A Foreign Service officer prepares for her first diplomatic post
Sama Habib got her first lesson in diplomacy as a preschooler, not long after she and her family immigrated to the U.S. from Egypt.
“I was calling everyone to come and play, and all the kids looked at me like I was an alien,” recalls Habib, who was 4 when her family settled in Monroe, New York. “‘It’s not that they don’t like you,’ the teacher told me. ‘It’s just that they don’t speak Arabic.’ That’s when I learned that if I want people to play on the jungle gym with me, I have to learn to speak their language.”
This spring, Habib has been studying Spanish and U.S. immigration law at the Foreign Service Institute in Arlington, Virginia, as she prepares to set off in August on her first diplomatic post—as a consular officer in Monterrey, Mexico.
It’s a career path she first glimpsed in 2010, right after high school, when she was selected for a State Department program that fosters transatlantic understanding. At Fordham, she majored in business and earned spots at a U.N. conference in Scotland and a seminar in Moldova on peace building in Eastern Europe.

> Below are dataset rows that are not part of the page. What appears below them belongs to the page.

//! Rewrite of an owner email across all declaration files of a branch.
//!
//! The rewrite is textual: each backend substitutes the email in the raw
//! content, so comments and formatting survive.  Persisting the rewritten
//! files is up to the caller.

use std::collections::BTreeMap;

use serde::Serialize;
use tracing::{info, warn};

use crate::errors::{OwnersError, OwnersResult};
use crate::models::{AccountId, BranchNameKey};
use crate::query::guards::{validate_email, MAX_RENAME_FILES};
use crate::resolver::scanner::CodeOwnerConfigScanner;
use crate::service::CodeOwnersService;

#[derive(Clone, Debug, Default, PartialEq, Eq, Serialize)]
pub struct EmailRename {
    /// Revision the rewrite is based on.
    pub revision: String,
    /// New content per rewritten file.
    pub files: BTreeMap<String, String>,
}

/// Replace `old_email` by `new_email` in every declaration file of `branch`.
///
/// Both emails must belong to the same account and `caller` must be allowed
/// to write to the branch.
pub fn rename_email(
    service: &CodeOwnersService,
    branch: &BranchNameKey,
    old_email: &str,
    new_email: &str,
    caller: AccountId,
) -> OwnersResult<EmailRename> {
    let old_email = validate_email(old_email)?;
    let new_email = validate_email(new_email)?;
    if old_email == new_email {
        return Err(OwnersError::invalid_input(
            "old and new email must be different",
        ));
    }
    service.ensure_can_write(caller, branch)?;
    let loader = service.loader();
    let settings = loader.settings(branch)?;
    if settings.disabled {
        return Err(OwnersError::Disabled(branch.to_string()));
    }

    let account = single_account(service, &old_email)?;
    if single_account(service, &new_email)? != account {
        return Err(OwnersError::invalid_input(format!(
            "emails '{old_email}' and '{new_email}' must belong to the same account"
        )));
    }

    let revision = service.branch_head(branch)?;
    let paths = CodeOwnerConfigScanner::new(&loader).config_file_paths(branch, &revision, None)?;
    if paths.len() > MAX_RENAME_FILES {
        return Err(OwnersError::invalid_input(format!(
            "{} has {} code owner config files, at most {} can be rewritten at once",
            branch,
            paths.len(),
            MAX_RENAME_FILES
        )));
    }
    let backend = loader.backend(branch)?;
    let mut files = BTreeMap::new();
    for path in paths {
        let Some(bytes) = service.storage().read_file(&branch.project, &revision, &path)? else {
            continue;
        };
        let content = match String::from_utf8(bytes) {
            Ok(content) => content,
            Err(_) => {
                warn!("Skipping {} in {}: not valid UTF-8", path, branch);
                continue;
            }
        };
        let rewritten = backend.replace_email(&content, &old_email, &new_email);
        if rewritten != content {
            files.insert(path, rewritten);
        }
    }
    info!(
        "Renaming {} to {} for {} touches {} files in {}",
        old_email,
        new_email,
        account,
        files.len(),
        branch
    );
    Ok(EmailRename { revision, files })
}

fn single_account(service: &CodeOwnersService, email: &str) -> OwnersResult<AccountId> {
    let accounts = service.accounts().accounts_by_email(email)?;
    match (accounts.len(), accounts.iter().next()) {
        (1, Some(account)) => Ok(*account),
        (0, _) => Err(OwnersError::invalid_input(format!(
            "email '{email}' does not belong to any account"
        ))),
        _ => Err(OwnersError::invalid_input(format!(
            "email '{email}' is ambiguous"
        ))),
    }
}

#[cfg(test)]
mod tests {
    use super::*;
    use crate::service::testing::World;

    fn world() -> (World, AccountId) {
        let world = World::new();
        let account = world.accounts.add_account(1, "old@x.com");
        world.accounts.add_email(account, "new@x.com");
        world.accounts.add_account(2, "other@x.com");
        world.permissions.grant_write(AccountId(7), &world.branch());
        world.commit(&[
            ("/OWNERS", "old@x.com\nother@x.com\n"),
            ("/a/OWNERS", "# owners\nper-file *.md=old@x.com,bold@x.com\n"),
            ("/b/OWNERS", "other@x.com\n"),
        ]);
        (world, account)
    }

    #[test]
    fn test_rewrites_only_files_with_the_email() {
        let (world, _) = world();
        let service = world.service();
        let rename =
            rename_email(&service, &world.branch(), "old@x.com", "new@x.com", AccountId(7)).unwrap();
        assert_eq!(
            rename.files.keys().map(String::as_str).collect::<Vec<_>>(),
            vec!["/OWNERS", "/a/OWNERS"]
        );
        assert_eq!(rename.files["/OWNERS"], "new@x.com\nother@x.com\n");
        assert_eq!(
            rename.files["/a/OWNERS"],
            "# owners\nper-file *.md=new@x.com,bold@x.com\n"
        );
    }

    #[test]
    fn test_skips_files_that_are_not_utf8() {
        let (world, _) = world();
        let mut broken = b"old@x.com\n# caf".to_vec();
        broken.push(0xe9);
        broken.push(b'\n');
        world.storage.commit_bytes(&world.branch(), &[("/c/OWNERS", broken)]);
        let service = world.service();
        let rename =
            rename_email(&service, &world.branch(), "old@x.com", "new@x.com", AccountId(7)).unwrap();
        assert!(!rename.files.contains_key("/c/OWNERS"));
        assert!(rename.files.contains_key("/OWNERS"));
    }

    #[test]
    fn test_guards() {
        let (world, _) = world();
        let service = world.service();
        assert!(matches!(
            rename_email(&service, &world.branch(), "old@x.com", "new@x.com", AccountId(8)),
            Err(OwnersError::PermissionDenied(_))
        ));
        assert!(matches!(
            rename_email(&service, &world.branch(), "old@x.com", "other@x.com", AccountId(7)),
            Err(OwnersError::InvalidInput(_))
        ));
        assert!(matches!(
            rename_email(&service, &world.branch(), "old@x.com", "old@x.com", AccountId(7)),
            Err(OwnersError::InvalidInput(_))
        ));
    }
}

She drew on her background to add depth to class discussions about the Egyptian uprising of January 2011, taking “an even-handed and fair approach to the region,” says Marcus Holmes, Ph.D., who taught international relations at Fordham.

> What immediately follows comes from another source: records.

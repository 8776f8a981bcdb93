use bitflags::bitflags;

use crate::{
    file::{bytes_at, io::read_le_at},
    Result,
};

bitflags! {
    /// Implementation-contract flags of a vfunc blob.
    #[derive(Debug, Clone, Copy, PartialEq, Eq)]
    pub struct VFuncFlags: u16 {
        /// Overriding implementations must chain up to the parent implementation
        const MUST_CHAIN_UP           = 1 << 0;
        /// Derived classes must implement the vfunc
        const MUST_BE_IMPLEMENTED     = 1 << 1;
        /// Derived classes must not implement the vfunc
        const MUST_NOT_BE_IMPLEMENTED = 1 << 2;
        /// `class_closure` names the signal whose class closure this vfunc is
        const HAS_CLASS_CLOSURE       = 1 << 3;
        /// The vfunc may raise an error through its last argument
        const THROWS                  = 1 << 4;
        /// The vfunc is asynchronous
        const IS_ASYNC                = 1 << 5;
    }
}

/// A vfunc blob inside an object or interface.
#[derive(Debug, Clone, Copy)]
pub struct VFuncBlob {
    /// String pool offset of the vfunc name
    pub name: u32,
    /// Implementation-contract flags
    pub flags: VFuncFlags,
    /// Index of the class closure; only meaningful when
    /// [`VFuncFlags::HAS_CLASS_CLOSURE`] is set
    pub class_closure: u16,
    /// Byte offset of the vfunc pointer inside the class structure
    pub struct_offset: u16,
    /// 1-based index of the invoker method in the containing blob, or 0
    pub invoker: u16,
    /// Byte offset of the signature blob
    pub signature: u32,
}

impl VFuncBlob {
    /// Size of an on-disk vfunc blob in bytes
    pub const SIZE: usize = 20;

    /// Decode the vfunc blob at `offset`.
    ///
    /// # Errors
    /// Returns [`Error::TruncatedBuffer`](crate::Error::TruncatedBuffer) if the blob
    /// does not fit inside the buffer.
    pub fn read(data: &[u8], offset: u32) -> Result<VFuncBlob> {
        bytes_at(data, offset, VFuncBlob::SIZE)?;

        let mut cursor = offset as usize;
        let name = read_le_at::<u32>(data, &mut cursor)?;
        let flags = VFuncFlags::from_bits_truncate(read_le_at::<u16>(data, &mut cursor)?);
        let class_closure = read_le_at::<u16>(data, &mut cursor)?;
        let struct_offset = read_le_at::<u16>(data, &mut cursor)?;
        let invoker = read_le_at::<u16>(data, &mut cursor)? & 0x03FF;
        // skip the reserved word
        cursor += 4;
        let signature = read_le_at::<u32>(data, &mut cursor)?;

        Ok(VFuncBlob {
            name,
            flags,
            class_closure,
            struct_offset,
            invoker,
            signature,
        })
    }
}
//! # typelib Prelude
//!
//! This module provides a convenient prelude for the most commonly used types of
//! the crate. Import it to get quick access to the essentials:
//!
//! ```rust,no_run
//! use typelib::prelude::*;
//!
//! let typelib = Typelib::from_path(std::path::Path::new("GLib-2.0.typelib"))?;
//! typelib.validate()?;
//! # Ok::<(), Error>(())
//! ```

/// The main error type for all typelib operations
pub use crate::Error;

/// The result type used throughout the crate
pub use crate::Result;

/// Main entry point for loading, validating, and querying a typelib
pub use crate::Typelib;

/// The decoded fixed header
pub use crate::typelib::header::{Header, TYPELIB_MAGIC};

/// Directory entries and blob type tags
pub use crate::typelib::directory::{BlobType, DirEntry};

/// Search oracle for the directory-index section
pub use crate::typelib::lookup::DirectoryIndex;

/// Type tags of the type-expression layer
pub use crate::typelib::types::TypeTag;
use thiserror::Error;

macro_rules! typelib_error {
    // Single string version
    ($kind:ident, $msg:expr) => {
        crate::Error::$kind {
            message: $msg.to_string(),
        }
    };

    // Format string with arguments version
    ($kind:ident, $fmt:expr, $($arg:tt)*) => {
        crate::Error::$kind {
            message: format!($fmt, $($arg)*),
        }
    };
}

/// The generic Error type, which provides coverage for all errors this library can potentially
/// return.
///
/// Validation errors follow a flat taxonomy: each variant names one class of structural
/// defect and carries a human-readable message. When a failure occurs while a blob is
/// being validated, the message is prefixed with the validator's breadcrumb context
/// (`In directory (Context: Foo/bar): ...`) identifying the enclosing blobs.
///
/// # Error Categories
///
/// ## Structural Errors
/// - [`Error::InvalidHeader`] - Magic, version, size, or fixed-size disagreement
/// - [`Error::TruncatedBuffer`] - Any bounds check that would read past end-of-buffer
/// - [`Error::InvalidDirectory`] - Directory-level issues (locality, alignment, entry type)
/// - [`Error::InvalidBlob`] - Local invariants inside a blob (bad tag, cross-reference out
///   of range, count mismatch, forbidden flag combination)
/// - [`Error::InvalidEntry`] - A blob type tag outside the known range
///
/// ## String Pool Errors
/// - [`Error::InvalidName`] - A name contains characters outside `[A-Za-z0-9_-]`
/// - [`Error::NameTooLong`] - No NUL terminator within the maximum name length
///
/// ## I/O Errors
/// - [`Error::FileError`] - Filesystem I/O errors while loading a typelib from disk
///
/// # Examples
///
/// ```rust,no_run
/// use typelib::{Error, Typelib};
///
/// match Typelib::from_path(std::path::Path::new("GLib-2.0.typelib")) {
///     Ok(typelib) => {
///         if let Err(Error::InvalidBlob { message }) = typelib.validate() {
///             eprintln!("structurally invalid: {}", message);
///         }
///     }
///     Err(Error::InvalidHeader { message }) => eprintln!("not a typelib: {}", message),
///     Err(e) => eprintln!("error: {}", e),
/// }
/// ```
#[derive(Error, Debug)]
pub enum Error {
    /// The fixed header is damaged: bad magic, unsupported version, size field
    /// disagreeing with the buffer length, a blob-size field disagreeing with the
    /// format constants, or a misaligned table offset.
    #[error("Invalid header - {message}")]
    InvalidHeader {
        /// Description of the header defect
        message: String,
    },

    /// A read would have crossed the end of the buffer.
    ///
    /// Every access to the underlying bytes is bounds-checked; this error is the
    /// safety net against attacker-controlled offsets and counts.
    #[error("Buffer too short - {message}")]
    TruncatedBuffer {
        /// Description of the out-of-bounds access
        message: String,
    },

    /// A directory entry violates the directory invariants: wrong locality for its
    /// position, a misaligned blob offset, or an entry-level blob type outside the
    /// permitted range.
    #[error("Invalid directory - {message}")]
    InvalidDirectory {
        /// Description of the directory defect
        message: String,
    },

    /// A blob violates one of its local invariants: a mismatched blob type tag, a
    /// cross-reference index out of range, an inconsistent count, a misaligned
    /// payload, or a forbidden flag combination.
    #[error("Invalid blob - {message}")]
    InvalidBlob {
        /// Description of the blob defect
        message: String,
    },

    /// A name in the string pool contains characters outside `[A-Za-z0-9_-]`.
    #[error("Invalid name - {message}")]
    InvalidName {
        /// Description of the offending name
        message: String,
    },

    /// A name in the string pool has no NUL terminator within [`MAX_NAME_LEN`](crate::MAX_NAME_LEN) bytes.
    #[error("Name too long - {message}")]
    NameTooLong {
        /// Description of the offending name
        message: String,
    },

    /// A blob type tag fell outside the known range while dispatching a directory entry.
    #[error("Invalid entry - {message}")]
    InvalidEntry {
        /// Description of the unknown tag
        message: String,
    },

    /// File I/O error.
    ///
    /// Wraps standard I/O errors that can occur when loading a typelib from disk.
    #[error("{0}")]
    FileError(#[from] std::io::Error),
}

impl Error {
    /// Prepend `prefix` to the error message, preserving the error kind.
    ///
    /// Used by the validator to attach the breadcrumb context to failures. I/O
    /// errors pass through unchanged.
    pub(crate) fn prefixed(self, prefix: &str) -> Error {
        match self {
            Error::InvalidHeader { message } => Error::InvalidHeader {
                message: format!("{prefix}{message}"),
            },
            Error::TruncatedBuffer { message } => Error::TruncatedBuffer {
                message: format!("{prefix}{message}"),
            },
            Error::InvalidDirectory { message } => Error::InvalidDirectory {
                message: format!("{prefix}{message}"),
            },
            Error::InvalidBlob { message } => Error::InvalidBlob {
                message: format!("{prefix}{message}"),
            },
            Error::InvalidName { message } => Error::InvalidName {
                message: format!("{prefix}{message}"),
            },
            Error::NameTooLong { message } => Error::NameTooLong {
                message: format!("{prefix}{message}"),
            },
            Error::InvalidEntry { message } => Error::InvalidEntry {
                message: format!("{prefix}{message}"),
            },
            Error::FileError(e) => Error::FileError(e),
        }
    }
}
//! Typed views over the fixed-layout blobs embedded in a typelib.
//!
//! Every blob kind has a fixed prefix size recorded both here (as a `SIZE`
//! constant) and in the header; the two must agree for a file to load. Each view's
//! `read` decodes the prefix at a byte offset after bounds-checking it. Variable
//! tails (arguments, fields, methods, values, and so on) are walked by the
//! validator using these same constants.

mod attribute;
mod callback;
mod common;
mod constant;
mod enums;
mod field;
mod function;
mod interface;
mod object;
mod property;
mod signal;
mod signature;
mod structs;
mod union;
mod vfunc;

pub use attribute::AttributeBlob;
pub use callback::CallbackBlob;
pub use common::CommonBlob;
pub use constant::ConstantBlob;
pub use enums::{EnumBlob, ValueBlob};
pub use field::{FieldBlob, FieldFlags};
pub use function::{FunctionBlob, FunctionFlags};
pub use interface::InterfaceBlob;
pub use object::ObjectBlob;
pub use property::{PropertyBlob, PropertyFlags};
pub use signal::{SignalBlob, SignalFlags};
pub use signature::{ArgBlob, ArgFlags, SignatureBlob, SignatureFlags};
pub use structs::StructBlob;
pub use union::UnionBlob;
pub use vfunc::{VFuncBlob, VFuncFlags};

After graduating in 2014, she earned fellowships that allowed her to work at the U.S. Embassy in London, earn a master’s degree in international affairs at Columbia University, and intern at the State Department and at the U.S. Embassy in Bangkok.
Now she’s “primed and prepped,” she says, to pursue a diplomatic career made possible by her family’s emigration.
“For me to be doing what I’m doing now, not only as a woman but as a Coptic Christian woman, that just wouldn’t exist in Egypt,” she says. “The American Dream is why I’m here, and it’s why the Foreign Service speaks to me.”